### Input

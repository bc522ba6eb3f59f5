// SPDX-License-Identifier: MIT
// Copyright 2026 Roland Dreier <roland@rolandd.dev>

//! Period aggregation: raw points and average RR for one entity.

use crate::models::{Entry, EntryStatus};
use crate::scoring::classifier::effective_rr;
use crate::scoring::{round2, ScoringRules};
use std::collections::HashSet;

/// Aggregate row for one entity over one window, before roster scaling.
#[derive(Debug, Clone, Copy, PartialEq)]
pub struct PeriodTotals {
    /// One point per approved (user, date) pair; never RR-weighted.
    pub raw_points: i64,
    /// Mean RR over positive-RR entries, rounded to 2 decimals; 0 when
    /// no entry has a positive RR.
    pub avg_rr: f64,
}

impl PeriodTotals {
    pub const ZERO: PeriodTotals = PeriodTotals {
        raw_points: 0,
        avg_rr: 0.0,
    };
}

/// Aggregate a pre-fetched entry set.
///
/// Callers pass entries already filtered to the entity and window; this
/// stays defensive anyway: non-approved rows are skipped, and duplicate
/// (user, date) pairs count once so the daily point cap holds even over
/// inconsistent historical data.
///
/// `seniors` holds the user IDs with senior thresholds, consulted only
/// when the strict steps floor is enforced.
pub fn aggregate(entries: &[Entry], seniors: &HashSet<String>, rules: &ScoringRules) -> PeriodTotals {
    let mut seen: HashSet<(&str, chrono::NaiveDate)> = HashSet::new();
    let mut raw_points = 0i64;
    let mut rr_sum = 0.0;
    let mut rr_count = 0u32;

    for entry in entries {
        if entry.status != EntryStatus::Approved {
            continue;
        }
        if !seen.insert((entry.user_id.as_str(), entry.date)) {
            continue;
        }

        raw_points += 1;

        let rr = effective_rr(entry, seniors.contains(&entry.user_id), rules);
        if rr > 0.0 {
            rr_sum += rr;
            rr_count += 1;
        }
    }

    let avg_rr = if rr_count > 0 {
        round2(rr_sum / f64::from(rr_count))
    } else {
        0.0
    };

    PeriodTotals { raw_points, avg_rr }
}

######

→ **Requirement**
In the records, which lines use the word "entries"? Report them.

→ **Reply**
    /// Mean RR over positive-RR entries, rounded to 2 decimals; 0 when
/// Callers pass entries already filtered to the entity and window; this
pub fn aggregate(entries: &[Entry], seniors: &HashSet<String>, rules: &ScoringRules) -> PeriodTotals {
    for entry in entries {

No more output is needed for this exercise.